A possible U.S. Debt Default and should we be worried?


U.S. Debt Default might cripple the U. S economy and in an interlinked world economy, the ripple effect could be of unimaginable proportion. The impact on other economies, like India, would be grievous. In this post, we are trying to give an overview of the issue and how it might impact the world economy.

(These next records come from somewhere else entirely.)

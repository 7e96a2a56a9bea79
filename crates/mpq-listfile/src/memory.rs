//! In-memory archive
//!
//! [`MemoryArchive`] keeps an MPQ-style hash table, an optional extended
//! index and the file table in memory. It implements [`ListfileArchive`] and
//! is what tools and tests use when no on-disk archive is involved.
//!
//! Writes are staged: [`ListfileArchive::create_stream`] hands out a
//! [`StagedStream`] and nothing in the archive changes until
//! [`ListfileArchive::finish_stream`] accepts it.

use crate::archive::{
    CreateOptions, FileFlags, FileRecord, FormatVersion, HashEntry, ListfileArchive, Locale,
    NameSource, OpenScope,
};
use crate::error::{ListfileError, ListfileResult};
use crate::hash::{HashType, hash_string, name_hash64};
use crate::names::is_internal_name;
use std::collections::HashMap;
use std::fs::File;
use std::io::{self, Cursor, Read, Seek, SeekFrom, Write};
use tracing::debug;

const HASH_ENTRY_FREE: u32 = 0xFFFF_FFFF;
const HASH_ENTRY_DELETED: u32 = 0xFFFF_FFFE;

#[derive(Debug, Clone, Copy, PartialEq, Eq)]
struct HashSlot {
    name_a: u32,
    name_b: u32,
    locale: Locale,
    block_index: u32,
}

impl HashSlot {
    const FREE: Self = Self {
        name_a: HASH_ENTRY_FREE,
        name_b: HASH_ENTRY_FREE,
        locale: Locale::NEUTRAL,
        block_index: HASH_ENTRY_FREE,
    };

    const fn is_live(&self) -> bool {
        self.block_index < HASH_ENTRY_DELETED
    }
}

#[derive(Debug, Clone, Default)]
struct StoredData {
    bytes: Vec<u8>,
    /// Bytes past this offset cannot be read
    readable: Option<u64>,
}

/// Archive held entirely in memory
#[derive(Debug, Clone)]
pub struct MemoryArchive {
    format: FormatVersion,
    hash_table: Vec<HashSlot>,
    expose_hash_table: bool,
    extended_index: Option<HashMap<u64, usize>>,
    records: Vec<FileRecord>,
    data: Vec<StoredData>,
    listfile_flags: FileFlags,
    listfile_invalid: bool,
    patches: Vec<MemoryArchive>,
}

What is U.S. Debt Default Crises?
US Govt./Treasury borrows monies by issuing bonds. The govt. will have to pay back the money when the bonds mature. Usually treasury borrows more money to pay back the maturing bonds. By US laws, the treasury has a debt ceiling of $14.26 trillion and cannot issue more bonds once it hits the limit. On August 2nd US treasury debt will hit the $14.26 trillion mark, i.e US govt runs out of money with no option to borrow. What this means is that any US treasury bonds maturing on August 2nd will have to be defaulted. To avoid this, US Congress will have to sanction raising the credit limit, but Congress is yet to do that and the time is running out


The fallout of U.S. Debt Default
For the US economy, it would be catastrophic. A short-term default would be a disaster for the US economy and ruin its legacy as global safe haven. It will result in a downgrade by ratings agencies of America's credit worthiness. This would drive up the borrowing cost US govt and other US institution and business. The US Govt will not have cash to pay for wages of federal employees, military, social security and medicare, etc.

How it would impact the world economy is something nobody really knows. We can speculate that It would devalue the dollar, number one reserve currency of the world. A devalued dollar will hit the export markets across the world and the markets would crash as the profit margins of most of the exporters will get impacted.  The US economy will slow down and will slow the global economy as well. These are some of the obvious worries of the default but we do not what the domino effect will unearth. 

Will default happen?
Majority of analysts consider it unlikely the U.S. government will default on its debt.  And there is little evidence yet of major anxiety among Asia's central bankers, major market players and other key investors from the region.

Obama administration are in contentious negotiations over authorizing additional government borrowing before a $14.3 trillion debt limit is reached on August 2.

Lets keep our fingers crossed and hope better sense prevails among the US congress men.